Czy z góry było jasne, że Gdynia będzie tym nowoczesnym, amerykańskim miastem?
– To dosyć skomplikowane – przyznaje dr Jacek Friedrich, historyk sztuki, dyrektor Muzeum Miasta Gdyni. – Jeżeli spojrzeć na plan miasta, nie tylko na pojedyncze budynki, to zmieniają się one bezustannie. Zmieniało się to pod wpływem błyskawicznego rozwoju miasta. Na początku nie zakładano, że będzie to, aż tak wielkie miasto.

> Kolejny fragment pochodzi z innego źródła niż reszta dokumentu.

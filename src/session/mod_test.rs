use super::*;
use crate::events::tests::MockEventEmitter;
use crate::events::SaveStatus;
use crate::storage::MemoryStore;
use std::time::Duration;
use tempfile::TempDir;

const PRESSURE_JSON: &str = r#"[{"name":"Pressão","trigger":"pa","content":"PA ${1:120x80} mmHg"}]"#;

fn config(delay_ms: u64) -> EditorConfig {
    EditorConfig {
        autosave_delay: Duration::from_millis(delay_ms),
        storage_path: None,
    }
}

fn session_with(
    storage: Arc<MemoryStore>,
    delay_ms: u64,
) -> (EditorSession, Arc<MockEventEmitter>) {
    let emitter = Arc::new(MockEventEmitter::new());
    let session = EditorSession::init(storage, emitter.clone(), &config(delay_ms));
    (session, emitter)
}

/// Memory store whose writes take `write_time` to land
struct SlowStore {
    inner: MemoryStore,
    write_time: Duration,
}

impl KeyValueStore for SlowStore {
    fn get(&self, key: &str) -> Result<Option<String>, StorageError> {
        self.inner.get(key)
    }
    fn set(&self, key: &str, value: &str) -> Result<(), StorageError> {
        std::thread::sleep(self.write_time);
        self.inner.set(key, value)
    }
    fn remove(&self, key: &str) -> Result<(), StorageError> {
        self.inner.remove(key)
    }
}

fn pressure_store() -> Arc<MemoryStore> {
    let storage = Arc::new(MemoryStore::new());
    storage.set(keys::SNIPPETS, PRESSURE_JSON).unwrap();
    storage
}

fn draft(name: &str, trigger: &str, body: &str) -> TemplateDraft {
    TemplateDraft {
        name: name.to_string(),
        trigger: trigger.to_string(),
        body: body.to_string(),
    }
}

#[test]
fn test_init_on_empty_storage_uses_defaults() {
    let (session, emitter) = session_with(Arc::new(MemoryStore::new()), 30);

    assert_eq!(session.content(), "");
    assert_eq!(session.snippets().len(), 2);
    assert_eq!(*session.preferences(), Preferences::default());

    let docs = emitter.doc_changed_events.lock().unwrap();
    assert_eq!(docs.last().map(|p| p.length), Some(0));
}

#[test]
fn test_init_restores_document_and_preferences() {
    let storage = Arc::new(MemoryStore::new());
    storage.set(keys::CONTENT, "Paciente estável").unwrap();
    storage.set(keys::THEME, "dark").unwrap();
    storage.set(keys::VIM, "true").unwrap();

    let (session, emitter) = session_with(storage, 30);

    assert_eq!(session.content(), "Paciente estável");
    assert_eq!(session.preferences().theme, Theme::Dark);
    assert!(session.preferences().vim_enabled);
    assert!(!session.preferences().sidebar_open);
    let docs = emitter.doc_changed_events.lock().unwrap();
    assert_eq!(docs.last().map(|p| p.length), Some(16));
}

#[test]
fn test_complete_and_accept_expands_fields() {
    let (mut session, _emitter) = session_with(pressure_store(), 30);
    session.set_content("Exame pa");

    let completion = session.complete(false).unwrap();
    assert_eq!(completion.from, 6);
    assert_eq!(completion.typed, "pa");
    assert_eq!(completion.candidates.len(), 1);

    let expansion = session
        .accept_candidate(completion.from, &completion.candidates[0])
        .unwrap();

    assert_eq!(expansion, Expansion::Fields { count: 1 });
    assert_eq!(session.content(), "Exame PA 120x80 mmHg");
    assert_eq!(session.selection(), Selection::range(9, 15));
    assert!(session.buffer().has_field_session());

    assert!(session.next_field());
    assert!(!session.buffer().has_field_session());
    assert_eq!(session.selection(), Selection::cursor(15));
}

#[test]
fn test_complete_without_word_needs_explicit_request() {
    let (mut session, _emitter) = session_with(pressure_store(), 30);
    session.set_content("Exame ");

    assert!(session.complete(false).is_none());

    let completion = session.complete(true).unwrap();
    assert_eq!(completion.from, 6);
    assert_eq!(completion.typed, "");
    assert_eq!(completion.candidates.len(), 1);
}

#[test]
fn test_insert_template_toasts_and_checks_index() {
    let (mut session, emitter) = session_with(pressure_store(), 30);

    assert_eq!(
        session.insert_template(5),
        Err(SessionError::Snippet(SnippetError::IndexOutOfRange {
            index: 5,
            len: 1
        }))
    );

    session.insert_template(0).unwrap();
    assert_eq!(session.content(), "PA 120x80 mmHg");
    assert_eq!(emitter.toasts(), vec!["Modelo \"Pressão\" inserido".to_string()]);
}

#[test]
fn test_edits_are_autosaved_on_flush() {
    let storage = Arc::new(MemoryStore::new());
    let (mut session, emitter) = session_with(storage.clone(), 10_000);

    session.set_content("Evolução");
    session.apply_edit(0, 0, "Dia 1 ").unwrap();
    assert_eq!(storage.get(keys::CONTENT).unwrap(), None);

    assert_eq!(session.flush(), Ok(true));
    assert_eq!(
        storage.get(keys::CONTENT).unwrap().as_deref(),
        Some("Dia 1 Evolução")
    );
    assert_eq!(emitter.statuses().last(), Some(&SaveStatus::Saved));
}

#[test]
fn test_dispose_discards_pending_write() {
    let storage = Arc::new(MemoryStore::new());
    let (mut session, _emitter) = session_with(storage.clone(), 10_000);

    session.set_content("rascunho");
    session.dispose();

    assert_eq!(storage.get(keys::CONTENT).unwrap(), None);
    assert_eq!(session.flush(), Ok(false));
}

#[test]
fn test_reset_removes_saved_document() {
    let storage = Arc::new(MemoryStore::new());
    storage.set(keys::CONTENT, "antigo").unwrap();
    let (mut session, _emitter) = session_with(storage.clone(), 10_000);

    session.apply_edit(0, 0, "novo ").unwrap();
    session.reset().unwrap();

    assert_eq!(session.content(), "");
    assert_eq!(session.flush(), Ok(false));
    assert_eq!(storage.get(keys::CONTENT).unwrap(), None);
}

#[test]
fn test_reset_is_not_undone_by_write_in_progress() {
    let storage = Arc::new(SlowStore {
        inner: MemoryStore::new(),
        write_time: Duration::from_millis(300),
    });
    let emitter = Arc::new(MockEventEmitter::new());
    let mut session = EditorSession::init(storage.clone(), emitter, &config(20));

    session.set_content("nota antiga");
    std::thread::sleep(Duration::from_millis(100));
    session.reset().unwrap();

    assert_eq!(storage.get(keys::CONTENT).unwrap(), None);
    std::thread::sleep(Duration::from_millis(400));
    assert_eq!(storage.get(keys::CONTENT).unwrap(), None);
    assert_eq!(session.content(), "");
}

#[test]
fn test_clear_autosaves_empty_document() {
    let storage = Arc::new(MemoryStore::new());
    storage.set(keys::CONTENT, "antigo").unwrap();
    let (mut session, _emitter) = session_with(storage.clone(), 10_000);

    assert!(matches!(
        session.clear(false),
        Err(SessionError::NeedsConfirmation(_))
    ));
    assert_eq!(session.content(), "antigo");
    assert_eq!(session.flush(), Ok(false));

    session.clear(true).unwrap();
    assert_eq!(session.flush(), Ok(true));
    assert_eq!(storage.get(keys::CONTENT).unwrap().as_deref(), Some(""));
}

#[test]
fn test_toggle_case_whole_document() {
    let (mut session, _emitter) = session_with(Arc::new(MemoryStore::new()), 30);
    session.set_content("sem queixas");

    assert_eq!(session.toggle_case(), Ok(true));
    assert_eq!(session.content(), "Sem Queixas");
}

#[test]
fn test_insert_date_stamp() {
    let (mut session, _emitter) = session_with(Arc::new(MemoryStore::new()), 30);
    let now = NaiveDate::from_ymd_opt(2025, 3, 5)
        .unwrap()
        .and_hms_opt(14, 7, 0)
        .unwrap();

    session.insert_date(&now).unwrap();
    assert_eq!(session.content(), "05/03/2025 14:07 - ");
    assert_eq!(session.selection(), Selection::cursor(19));
}

#[test]
fn test_add_template_with_duplicate_trigger_needs_confirmation() {
    let (mut session, emitter) = session_with(pressure_store(), 30);

    let result = session.add_template(draft("Outra", " pa ", "PA"), false);
    assert!(matches!(result, Err(SessionError::NeedsConfirmation(_))));
    assert_eq!(session.snippets().len(), 1);

    assert_eq!(session.add_template(draft("Outra", " pa ", "PA"), true), Ok(1));
    assert_eq!(session.snippets().get(1).unwrap().trigger, "pa");
    assert_eq!(emitter.toasts(), vec!["Modelo salvo!".to_string()]);
}

#[test]
fn test_add_template_rejects_blank_fields() {
    let (mut session, _emitter) = session_with(pressure_store(), 30);

    assert_eq!(
        session.add_template(draft("  ", "x", ""), true),
        Err(SessionError::Snippet(SnippetError::EmptyField("name")))
    );
    assert_eq!(session.snippets().len(), 1);
}

#[test]
fn test_update_and_remove_template() {
    let storage = pressure_store();
    let (mut session, _emitter) = session_with(storage.clone(), 30);

    session
        .update_template(0, draft("Pressão arterial", "pa", "PA ${1}"))
        .unwrap();
    assert_eq!(session.snippets().get(0).unwrap().name, "Pressão arterial");

    assert_eq!(
        session.remove_template(3, false),
        Err(SessionError::Snippet(SnippetError::IndexOutOfRange {
            index: 3,
            len: 1
        }))
    );
    assert!(matches!(
        session.remove_template(0, false),
        Err(SessionError::NeedsConfirmation(_))
    ));
    assert_eq!(session.snippets().len(), 1);

    let removed = session.remove_template(0, true).unwrap();
    assert_eq!(removed.name, "Pressão arterial");
    assert!(session.snippets().is_empty());
    assert_eq!(storage.get(keys::SNIPPETS).unwrap().as_deref(), Some("[]"));
}

#[test]
fn test_import_validates_then_asks_for_confirmation() {
    let (mut session, emitter) = session_with(pressure_store(), 30);

    assert!(matches!(
        session.import_templates(r#"{"name":"x"}"#, true),
        Err(SessionError::Snippet(SnippetError::InvalidFormat(_)))
    ));
    assert!(matches!(
        session.import_templates("[]", false),
        Err(SessionError::NeedsConfirmation(_))
    ));
    assert_eq!(session.snippets().len(), 1);

    assert_eq!(session.import_templates("[]", true), Ok(0));
    assert!(session.snippets().is_empty());
    assert_eq!(emitter.toasts(), vec!["Importação concluída!".to_string()]);
}

#[test]
fn test_export_file_round_trips_through_import_file() {
    let dir = TempDir::new().unwrap();
    let path = dir.path().join("modelos.json");

    let (session, _emitter) = session_with(pressure_store(), 30);
    session.export_templates_file(&path).unwrap();

    let (mut other, _emitter) = session_with(Arc::new(MemoryStore::new()), 30);
    assert_eq!(other.import_templates_file(&path, true), Ok(1));
    assert_eq!(other.snippets().list(), session.snippets().list());
}

#[test]
fn test_open_file_replaces_document() {
    let dir = TempDir::new().unwrap();
    let path = dir.path().join("nota.txt");
    std::fs::write(&path, "linha 1\nlinha 2").unwrap();

    let (mut session, emitter) = session_with(Arc::new(MemoryStore::new()), 30);
    session.open_file(&path).unwrap();

    assert_eq!(session.content(), "linha 1\nlinha 2");
    assert_eq!(session.buffer().line_at_caret(), 2);
    assert_eq!(emitter.toasts(), vec!["Arquivo aberto com sucesso".to_string()]);
    assert!(matches!(
        session.open_file(&dir.path().join("missing.txt")),
        Err(SessionError::Io(_))
    ));
}

#[test]
fn test_save_note_refuses_empty_document() {
    let dir = TempDir::new().unwrap();
    let date = NaiveDate::from_ymd_opt(2025, 3, 5).unwrap();
    let (mut session, emitter) = session_with(Arc::new(MemoryStore::new()), 30);

    assert_eq!(session.save_note(dir.path(), date), Err(SessionError::EmptyDocument));
    assert_eq!(emitter.toasts(), vec!["Editor vazio".to_string()]);

    session.set_content("Alta hospitalar");
    let path = session.save_note(dir.path(), date).unwrap();
    assert_eq!(path, dir.path().join("evolucao_2025-03-05.txt"));
    assert_eq!(std::fs::read_to_string(path).unwrap(), "Alta hospitalar");
}

#[test]
fn test_preference_setters_persist() {
    let storage = Arc::new(MemoryStore::new());
    let (mut session, emitter) = session_with(storage.clone(), 30);

    assert_eq!(session.toggle_theme(), Ok(Theme::Dark));
    session.set_vim(true).unwrap();
    session.set_sidebar(true).unwrap();

    assert_eq!(storage.get(keys::THEME).unwrap().as_deref(), Some("dark"));
    assert_eq!(storage.get(keys::VIM).unwrap().as_deref(), Some("true"));
    assert_eq!(storage.get(keys::SIDEBAR).unwrap().as_deref(), Some("true"));
    assert_eq!(emitter.toasts(), vec!["Modo VIM Ativado".to_string()]);
    assert_eq!(Preferences::load(&session), *session.preferences());
}

#[test]
fn test_open_storage_falls_back_to_memory_on_corrupt_file() {
    let dir = TempDir::new().unwrap();
    let path = dir.path().join("storage.json");
    std::fs::write(&path, "not json").unwrap();

    let storage = open_storage(&EditorConfig::default().with_storage_path(path.clone()));
    storage.set(keys::THEME, "dark").unwrap();

    assert_eq!(std::fs::read_to_string(&path).unwrap(), "not json");
}

#[test]
fn test_open_storage_uses_file() {
    let dir = TempDir::new().unwrap();
    let path = dir.path().join("nested").join("storage.json");

    let storage = open_storage(&EditorConfig::default().with_storage_path(path.clone()));
    storage.set(keys::THEME, "dark").unwrap();

    assert!(std::fs::read_to_string(&path).unwrap().contains("med_editor_theme"));
}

Sądzono, że będzie obsługiwało ono port, więc będzie w nim około 20 tys. mieszkańców. Potem te plany, co dwa, trzy lata zmieniano. Skutkiem tego Gdynia jest miastem bardzo dziwnym pod względem urbanistycznym. Ma fragmenty jak Kamienna Góra, które są rozplanowane dość profesjonalnie, ale ma też masę miejsc, które są zaplanowane spontanicznie. Do dziś jak się patrzy na Śródmieście to, owszem mamy taki amerykański system ulic prostopadłych do siebie, ale przy nich jest też masa różnych spontanicznie zabudowanych miejsc. Przed wojną bardzo wielu „nowocześnie nastrojonych” architektów, urbanistów z tego powodu bardzo krytycznie odbierało Gdynię. Pokazywano to miasto jako przykład chaosu.